The authority is incidental to the statutory power of arrest and does not
require separate explicit statutory authority. On this point, R. v. Lerke
(1986), 24 C.C.C. (3d) 129 (Alta. C.A.), was agreed with.
21
In its reasons, the court referred to the history of the power of arrest
at common law. According to W. Holdsworth, A History of English Law
(1973), vol. III, at pp. 598-600, “common law powers of arrest are derived
from the rights and duties of ordinary citizens in relation to the maintenance
of ‘the King’s peace’. In early times, before the advent of professional
police forces, the ordinary citizen not only enjoyed the right to make
arrests, but was duty-bound in certain cases to do so” (para. 39
(emphasis in original)). The notion of reasonable force and physical restraint
was, the court concluded, inherent in a power to arrest.
22
The court rejected the appellant’s argument that the right to use
reasonable force is excluded by s. 146 of the Provincial Offences Act,
R.S.O. 1990, c. P.33, which protects police officers and others from
prosecution when only necessary force is used. The issue here is the scope of
the authority, not the scope of the protection. While it is true that both the
Fish Inspection Act, R.S.O. 1990, c. F.18, and the Fish and
Wildlife Conservation Act, 1997, S.O. 1997, c. 41, provide
specifically for the use of force in certain circumstances, the court wrote: “We do not regard the fact that the legislature went out of its way
to specify the power to use force in aid of the powers conferred by these
statutes as sufficient to displace the interpretation we have indicated as
being appropriate for the TPA” (para. 53).
III. Relevant Legislative
Provisions
23
Trespass to Property Act, R.S.O. 1990, c. T.21
9. — (1) A police officer, or the occupier
of premises, or a person authorized by the occupier may arrest without warrant
any person he or she believes on reasonable and probable grounds to be on the
premises in contravention of section 2.
(2) Where the person who makes an arrest under
subsection (1) is not a police officer, he or she shall promptly call for
the assistance of a police officer and give the person arrested into the
custody of the police officer.
(3) A police officer to whom the custody of a
person is given under subsection (2) shall be deemed to have arrested the
person for the purposes of the provisions of the Provincial Offences Act
applying to his or her release or continued detention and bail.
Interpretation
Act, R.S.O. 1990, c.
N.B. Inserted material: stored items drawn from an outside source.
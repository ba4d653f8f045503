use parking_lot::Mutex;
use std::future::Future;
use std::pin::Pin;
use std::sync::Arc;
use std::task::{Context, Poll, Waker};

/// The internal state of a pending outcome.
enum State<T> {
  Pending,
  Settled(T),
}

struct Inner<T> {
  state: State<T>,
  waiters: Vec<Waker>,
}

/// A write-once outcome that any number of tasks can await.
///
/// Every fetch of a query hands out a future backed by the same `Deferred`,
/// so concurrent callers share one execution and observe the same result.
pub(crate) struct Deferred<T> {
  inner: Mutex<Inner<T>>,
}

impl<T: Clone> Deferred<T> {
  pub(crate) fn new() -> Arc<Self> {
    Arc::new(Self {
      inner: Mutex::new(Inner {
        state: State::Pending,
        waiters: Vec::new(),
      }),
    })
  }

  /// Settles the outcome and wakes all waiters. Later calls are ignored.
  /// Returns whether this call settled it.
  pub(crate) fn settle(&self, value: T) -> bool {
    let waiters = {
      let mut inner = self.inner.lock();
      if matches!(inner.state, State::Settled(_)) {
        return false;
      }
      inner.state = State::Settled(value);
      std::mem::take(&mut inner.waiters)
    };
    for waker in waiters {
      waker.wake();
    }
    true
  }

  pub(crate) fn is_settled(&self) -> bool {
    matches!(self.inner.lock().state, State::Settled(_))
  }

  pub(crate) fn wait(self: &Arc<Self>) -> DeferredFuture<T> {
    DeferredFuture {
      deferred: self.clone(),
    }
  }
}

/// A future resolving to the settled value of a [`Deferred`].
///
/// Dropping it never cancels the underlying work.
pub struct DeferredFuture<T> {
  deferred: Arc<Deferred<T>>,
}

impl<T: Clone> Future for DeferredFuture<T> {
  type Output = T;

  fn poll(self: Pin<&mut Self>, cx: &mut Context<'_>) -> Poll<Self::Output> {
    let mut inner = self.deferred.inner.lock();
    match &inner.state {
      State::Settled(value) => Poll::Ready(value.clone()),
      State::Pending => {
        let waker = cx.waker();
        if !inner.waiters.iter().any(|w| w.will_wake(waker)) {
          inner.waiters.push(waker.clone());
        }
        Poll::Pending
      }
    }
  }
}

#[cfg(test)]
mod tests {
  use super::*;

  #[tokio::test]
  async fn all_waiters_see_the_first_settlement() {
    let deferred = Deferred::<u32>::new();
    let a = deferred.wait();
    let b = deferred.wait();

    assert!(deferred.settle(1));
    assert!(!deferred.settle(2));
    assert_eq!(a.await, 1);
    assert_eq!(b.await, 1);
    assert!(deferred.is_settled());
  }

  #[tokio::test]
  async fn waiters_are_woken_across_tasks() {
    let deferred = Deferred::<&'static str>::new();
    let waiter = tokio::spawn(deferred.wait());
    tokio::task::yield_now().await;
    deferred.settle("done");
    assert_eq!(waiter.await.unwrap(), "done");
  }
}
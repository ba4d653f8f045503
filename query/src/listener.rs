use std::fmt;
use std::sync::atomic::{AtomicU64, Ordering};
use std::sync::Arc;

use parking_lot::Mutex;

/// An ordered set of listeners, each addressable by the id it was given on
/// registration.
pub(crate) struct Listeners<L: ?Sized> {
  next_id: AtomicU64,
  entries: Mutex<Vec<(u64, Arc<L>)>>,
}

impl<L: ?Sized> Listeners<L> {
  pub(crate) fn new() -> Self {
    Self {
      next_id: AtomicU64::new(1),
      entries: Mutex::new(Vec::new()),
    }
  }

  /// Registers a listener. Returns its id and the listener count afterwards.
  pub(crate) fn add(&self, listener: Arc<L>) -> (u64, usize) {
    let id = self.next_id.fetch_add(1, Ordering::Relaxed);
    let mut entries = self.entries.lock();
    entries.push((id, listener));
    (id, entries.len())
  }

  /// Removes a listener. Returns the remaining count, or `None` if the id was
  /// not registered.
  pub(crate) fn remove(&self, id: u64) -> Option<usize> {
    let mut entries = self.entries.lock();
    let index = entries.iter().position(|(entry_id, _)| *entry_id == id)?;
    entries.remove(index);
    Some(entries.len())
  }

  /// A copy of the current listeners, safe to invoke without holding the lock.
  pub(crate) fn snapshot(&self) -> Vec<Arc<L>> {
    self.entries.lock().iter().map(|(_, l)| l.clone()).collect()
  }

  pub(crate) fn is_empty(&self) -> bool {
    self.entries.lock().is_empty()
  }

  pub(crate) fn clear(&self) {
    self.entries.lock().clear();
  }
}

/// A handle to a registered listener.
///
/// Dropping the handle leaves the listener registered for the lifetime of the
/// subscribed object; call [`Subscription::unsubscribe`] to detach it.
#[must_use = "call `unsubscribe` to detach the listener"]
pub struct Subscription {
  unsubscribe: Option<Box<dyn FnOnce() + Send>>,
}

impl Subscription {
  pub(crate) fn new(unsubscribe: impl FnOnce() + Send + 'static) -> Self {
    Self {
      unsubscribe: Some(Box::new(unsubscribe)),
    }
  }

  /// Detaches the listener.
  pub fn unsubscribe(mut self) {
    if let Some(unsubscribe) = self.unsubscribe.take() {
      unsubscribe();
    }
  }
}

impl fmt::Debug for Subscription {
  fn fmt(&self, f: &mut fmt::Formatter<'_>) -> fmt::Result {
    f.debug_struct("Subscription")
      .field("active", &self.unsubscribe.is_some())
      .finish()
  }
}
I.11
28. In every Act, unless the contrary
intention appears,
. . .
(b) where power is given to a person, officer
or functionary to do or to enforce the doing of an act or thing, all such
powers shall be understood to be also given as are necessary to enable the
person, officer or functionary to do or enforce the doing of the act or thing;
Provincial
Offences Act, R.S.O. 1990, c. P.33
146. — (1) Every police officer is,
if he or she acts on reasonable and probable grounds, justified in using as
much force as is necessary to do what the officer is required or authorized by
law to do.
(2) Every person upon whom a police officer calls
for assistance is justified in using as much force as he or she believes on
reasonable and probable grounds is necessary to render such assistance.
Criminal
Code, R.S.C. 1985, c. C-46
25. (1) Every one who is required or
authorized by law to do anything in the administration or enforcement of the
law
(a) as a private person,
(b) as a peace officer or public officer,
(c) in aid of a peace officer or public officer, or
(d) by virtue of his office,
is, if he acts on reasonable grounds, justified in doing what he is
required or authorized to do and in using as much force as is necessary for
that purpose.
145. (1) Every one who
(a) escapes from lawful custody, or
. . .
is guilty of an indictable offence and liable to imprisonment for a
term not exceeding two years or is guilty of an offence punishable on summary
conviction.
270. (1) Every one commits an offence who
. . .
(b) assaults a person with intent to resist or prevent the
lawful arrest or detention of himself or another person; or
. . .
(2) Every one who commits an offence under
subsection (1) is guilty of
(a) an indictable offence and is liable to imprisonment for a
term not exceeding five years; or
(b) an offence punishable on summary conviction.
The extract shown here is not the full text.